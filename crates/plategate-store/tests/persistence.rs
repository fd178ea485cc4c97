use plategate_domain::repository::VehicleRepository;
use plategate_store::VehicleStore;
use plategate_types::{RegisteredVehicle, VehicleRecord};

#[test]
fn vehicles_survive_reopen() {
    let dir = tempfile::tempdir().unwrap();

    {
        let mut store = VehicleStore::open(dir.path()).unwrap();
        store
            .add_vehicle(
                VehicleRecord::new("WSG706")
                    .with_color("Red")
                    .with_make_model("Toyota Corolla")
                    .with_owner("Alice"),
            )
            .unwrap();
        store.add_vehicle(VehicleRecord::new("KL55AB")).unwrap();
    }

    let store = VehicleStore::open(dir.path()).unwrap();
    assert_eq!(store.count(), 2);
    let first = &store.all_vehicles()[0];
    assert_eq!(first.record.plate_number, "WSG706");
    assert_eq!(first.record.make_model, "Toyota Corolla");
    assert_eq!(store.all_vehicles()[1].record.plate_number, "KL55AB");
}

#[test]
fn repository_save_inserts_then_replaces() {
    let dir = tempfile::tempdir().unwrap();
    let mut store = VehicleStore::open(dir.path()).unwrap();

    let mut vehicle = RegisteredVehicle::new(VehicleRecord::new("AB12CD"));
    store.save(vehicle.clone()).unwrap();
    vehicle.record.owner_name = "Carol".to_string();
    store.save(vehicle.clone()).unwrap();

    let all = store.find_all().unwrap();
    assert_eq!(all.len(), 1);
    assert_eq!(all[0].record.owner_name, "Carol");

    let found = store.find_by_plate("ab12cd").unwrap().unwrap();
    assert_eq!(found.id, vehicle.id);
    assert!(store.remove(&vehicle.id).unwrap());
    assert!(store.find_by_plate("AB12CD").unwrap().is_none());
}

#[test]
fn store_file_is_a_json_array() {
    let dir = tempfile::tempdir().unwrap();
    let mut store = VehicleStore::open(dir.path()).unwrap();
    store.add_vehicle(VehicleRecord::new("XYZ789")).unwrap();

    let raw = std::fs::read_to_string(store.path()).unwrap();
    let value: serde_json::Value = serde_json::from_str(&raw).unwrap();
    assert_eq!(value[0]["plate_number"], "XYZ789");
}
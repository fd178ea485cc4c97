//! Vehicle store for registered vehicles

use std::fs::{self, File};
use std::io::{BufReader, BufWriter};
use std::path::{Path, PathBuf};

use tracing::debug;

use plategate_domain::repository::{RegistryProvider, VehicleRepository};
use plategate_domain::service::normalize_registry_plate;
use plategate_types::{RegisteredVehicle, Result, StoreError, VehicleRecord};

const STORE_FILE: &str = "vehicles.json";

/// Persistent store for registered vehicles.
///
/// Vehicles are kept in registration order, which is the order the matcher
/// scans the registry in. Every mutation is written through to disk.
pub struct VehicleStore {
    store_path: PathBuf,
    vehicles: Vec<RegisteredVehicle>,
}

impl VehicleStore {
    /// Create or load a vehicle store in `store_dir`
    pub fn open(store_dir: &Path) -> Result<Self> {
        fs::create_dir_all(store_dir)?;
        let store_path = store_dir.join(STORE_FILE);

        let vehicles = read_store_file(&store_path)?;

        Ok(Self {
            store_path,
            vehicles,
        })
    }

    pub fn path(&self) -> &Path {
        &self.store_path
    }

    /// Save store to disk
    fn persist(&self) -> Result<()> {
        let file = File::create(&self.store_path)?;
        let writer = BufWriter::new(file);
        serde_json::to_writer_pretty(writer, &self.vehicles)?;
        debug!(path = %self.store_path.display(), count = self.vehicles.len(), "vehicle store saved");
        Ok(())
    }

    /// Register a vehicle and return its ID.
    ///
    /// The plate must be non-empty after normalization and must not collide
    /// with an already registered plate.
    pub fn add_vehicle(&mut self, record: VehicleRecord) -> Result<String> {
        let plate = normalize_registry_plate(&record.plate_number);
        if plate.is_empty() {
            return Err(StoreError::EmptyPlate.into());
        }
        if self.position_by_plate(&plate).is_some() {
            return Err(StoreError::DuplicatePlate(plate).into());
        }

        let vehicle = RegisteredVehicle::new(record);
        let id = vehicle.id.clone();
        self.vehicles.push(vehicle);
        self.persist()?;
        Ok(id)
    }

    /// Remove a vehicle by ID
    pub fn remove_vehicle(&mut self, id: &str) -> Result<bool> {
        match self.vehicles.iter().position(|v| v.id == id) {
            Some(index) => {
                self.vehicles.remove(index);
                self.persist()?;
                Ok(true)
            }
            None => Ok(false),
        }
    }

    /// Remove a vehicle by plate (normalized comparison)
    pub fn remove_by_plate(&mut self, plate: &str) -> Result<bool> {
        match self.position_by_plate(&normalize_registry_plate(plate)) {
            Some(index) => {
                self.vehicles.remove(index);
                self.persist()?;
                Ok(true)
            }
            None => Ok(false),
        }
    }

    /// Get a vehicle by ID
    pub fn get_vehicle(&self, id: &str) -> Option<&RegisteredVehicle> {
        self.vehicles.iter().find(|v| v.id == id)
    }

    /// Find vehicle by license plate
    pub fn get_by_plate(&self, plate: &str) -> Option<&RegisteredVehicle> {
        self.position_by_plate(&normalize_registry_plate(plate))
            .map(|index| &self.vehicles[index])
    }

    /// All vehicles in registration order
    pub fn all_vehicles(&self) -> &[RegisteredVehicle] {
        &self.vehicles
    }

    /// Get total vehicle count
    pub fn count(&self) -> usize {
        self.vehicles.len()
    }

    /// Replace the vehicle with the same ID, keeping its position
    pub fn update_vehicle(&mut self, vehicle: RegisteredVehicle) -> Result<bool> {
        let plate = normalize_registry_plate(&vehicle.record.plate_number);
        if plate.is_empty() {
            return Err(StoreError::EmptyPlate.into());
        }
        let clash = self
            .vehicles
            .iter()
            .any(|v| v.id != vehicle.id && normalize_registry_plate(&v.record.plate_number) == plate);
        if clash {
            return Err(StoreError::DuplicatePlate(plate).into());
        }

        match self.vehicles.iter_mut().find(|v| v.id == vehicle.id) {
            Some(slot) => {
                *slot = vehicle;
                self.persist()?;
                Ok(true)
            }
            None => Ok(false),
        }
    }

    fn position_by_plate(&self, normalized: &str) -> Option<usize> {
        self.vehicles
            .iter()
            .position(|v| normalize_registry_plate(&v.record.plate_number) == normalized)
    }
}

/// Load the vehicles in a store file; a missing file is an empty store
fn read_store_file(store_path: &Path) -> Result<Vec<RegisteredVehicle>> {
    if !store_path.exists() {
        return Ok(Vec::new());
    }
    let reader = BufReader::new(File::open(store_path)?);
    let vehicles = serde_json::from_reader(reader)
        .map_err(|e| StoreError::Corrupted(format!("{}: {}", store_path.display(), e)))?;
    Ok(vehicles)
}

/// Read-only registry view of a vehicle store directory.
///
/// `vehicles.json` is read again on every fetch. A missing file is an empty
/// registry; a damaged one is a fetch error.
#[derive(Debug, Clone)]
pub struct StoreRegistryProvider {
    store_path: PathBuf,
}

impl StoreRegistryProvider {
    pub fn new(store_dir: &Path) -> Self {
        Self {
            store_path: store_dir.join(STORE_FILE),
        }
    }

    pub fn path(&self) -> &Path {
        &self.store_path
    }
}

impl RegistryProvider for StoreRegistryProvider {
    fn fetch_vehicles(&self) -> Result<Vec<VehicleRecord>> {
        let vehicles = read_store_file(&self.store_path)?;
        debug!(path = %self.store_path.display(), count = vehicles.len(), "registry read from store");
        Ok(vehicles.into_iter().map(|v| v.record).collect())
    }
}

impl VehicleRepository for VehicleStore {
    fn save(&mut self, vehicle: RegisteredVehicle) -> Result<()> {
        if self.get_vehicle(&vehicle.id).is_some() {
            self.update_vehicle(vehicle)?;
            return Ok(());
        }

        let plate = normalize_registry_plate(&vehicle.record.plate_number);
        if plate.is_empty() {
            return Err(StoreError::EmptyPlate.into());
        }
        if self.position_by_plate(&plate).is_some() {
            return Err(StoreError::DuplicatePlate(plate).into());
        }
        self.vehicles.push(vehicle);
        self.persist()
    }

    fn remove(&mut self, id: &str) -> Result<bool> {
        self.remove_vehicle(id)
    }

    fn find_by_plate(&self, plate: &str) -> Result<Option<RegisteredVehicle>> {
        Ok(self.get_by_plate(plate).cloned())
    }

    fn find_all(&self) -> Result<Vec<RegisteredVehicle>> {
        Ok(self.vehicles.clone())
    }
}

#[cfg(test)]
mod tests {
    use super::*;
    use plategate_types::Error;

    fn store() -> (tempfile::TempDir, VehicleStore) {
        let dir = tempfile::tempdir().unwrap();
        let store = VehicleStore::open(dir.path()).unwrap();
        (dir, store)
    }

    #[test]
    fn test_add_keeps_registration_order() {
        let (_dir, mut store) = store();
        store.add_vehicle(VehicleRecord::new("ZZZ999")).unwrap();
        store.add_vehicle(VehicleRecord::new("AAA111")).unwrap();

        let plates: Vec<_> = store
            .all_vehicles()
            .iter()
            .map(|v| v.record.plate_number.as_str())
            .collect();
        assert_eq!(plates, vec!["ZZZ999", "AAA111"]);
    }

    #[test]
    fn test_duplicate_plate_rejected() {
        let (_dir, mut store) = store();
        store.add_vehicle(VehicleRecord::new("ABC 123")).unwrap();
        let err = store.add_vehicle(VehicleRecord::new("abc123")).unwrap_err();
        assert!(matches!(err, Error::Store(StoreError::DuplicatePlate(ref p)) if p == "ABC123"));
    }

    #[test]
    fn test_empty_plate_rejected() {
        let (_dir, mut store) = store();
        let err = store.add_vehicle(VehicleRecord::new("   ")).unwrap_err();
        assert!(matches!(err, Error::Store(StoreError::EmptyPlate)));
    }

    #[test]
    fn test_find_by_plate_is_normalized() {
        let (_dir, mut store) = store();
        store
            .add_vehicle(VehicleRecord::new("WSG 706").with_owner("Alice"))
            .unwrap();
        let found = store.get_by_plate("wsg706").unwrap();
        assert_eq!(found.record.owner_name, "Alice");
    }

    #[test]
    fn test_remove_by_id_and_plate() {
        let (_dir, mut store) = store();
        let id = store.add_vehicle(VehicleRecord::new("AAA111")).unwrap();
        store.add_vehicle(VehicleRecord::new("BBB222")).unwrap();

        assert!(store.remove_vehicle(&id).unwrap());
        assert!(!store.remove_vehicle(&id).unwrap());
        assert!(store.remove_by_plate("bbb 222").unwrap());
        assert_eq!(store.count(), 0);
    }

    #[test]
    fn test_update_keeps_position() {
        let (_dir, mut store) = store();
        let id = store.add_vehicle(VehicleRecord::new("AAA111")).unwrap();
        store.add_vehicle(VehicleRecord::new("BBB222")).unwrap();

        let mut vehicle = store.get_vehicle(&id).unwrap().clone();
        vehicle.record.color = "Red".to_string();
        assert!(store.update_vehicle(vehicle).unwrap());
        assert_eq!(store.all_vehicles()[0].record.color, "Red");
    }

    #[test]
    fn test_update_rejects_plate_clash() {
        let (_dir, mut store) = store();
        let id = store.add_vehicle(VehicleRecord::new("AAA111")).unwrap();
        store.add_vehicle(VehicleRecord::new("BBB222")).unwrap();

        let mut vehicle = store.get_vehicle(&id).unwrap().clone();
        vehicle.record.plate_number = "BBB222".to_string();
        assert!(store.update_vehicle(vehicle).is_err());
    }

    #[test]
    fn test_registry_provider_returns_records_in_order() {
        let (dir, mut store) = store();
        store.add_vehicle(VehicleRecord::new("ZZZ999")).unwrap();
        store.add_vehicle(VehicleRecord::new("AAA111")).unwrap();
        let records = StoreRegistryProvider::new(dir.path()).fetch_vehicles().unwrap();
        assert_eq!(records[0].plate_number, "ZZZ999");
        assert_eq!(records[1].plate_number, "AAA111");
    }

    #[test]
    fn test_registry_provider_sees_later_registrations() {
        let (dir, mut store) = store();
        let provider = StoreRegistryProvider::new(dir.path());
        assert!(provider.fetch_vehicles().unwrap().is_empty());

        store.add_vehicle(VehicleRecord::new("WSG706")).unwrap();
        assert_eq!(provider.fetch_vehicles().unwrap().len(), 1);
    }

    #[test]
    fn test_registry_provider_missing_dir_is_empty() {
        let dir = tempfile::tempdir().unwrap();
        let provider = StoreRegistryProvider::new(&dir.path().join("not-yet"));
        assert!(provider.fetch_vehicles().unwrap().is_empty());
    }

    #[test]
    fn test_registry_provider_reports_corruption_on_fetch() {
        let dir = tempfile::tempdir().unwrap();
        let provider = StoreRegistryProvider::new(dir.path());
        std::fs::write(provider.path(), "{not json").unwrap();
        assert!(matches!(
            provider.fetch_vehicles(),
            Err(Error::Store(StoreError::Corrupted(_)))
        ));
    }

    #[test]
    fn test_corrupted_file_is_an_error() {
        let dir = tempfile::tempdir().unwrap();
        std::fs::write(dir.path().join(STORE_FILE), "{not json").unwrap();
        assert!(matches!(
            VehicleStore::open(dir.path()),
            Err(Error::Store(StoreError::Corrupted(_)))
        ));
    }
}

☆ ☆ ☆ ☆ ☆

_TASK_
Filter the entries down to the lines that include the string "BufReader".

_COMPLETED TASK_
use std::io::{BufReader, BufWriter};
    let reader = BufReader::new(File::open(store_path)?);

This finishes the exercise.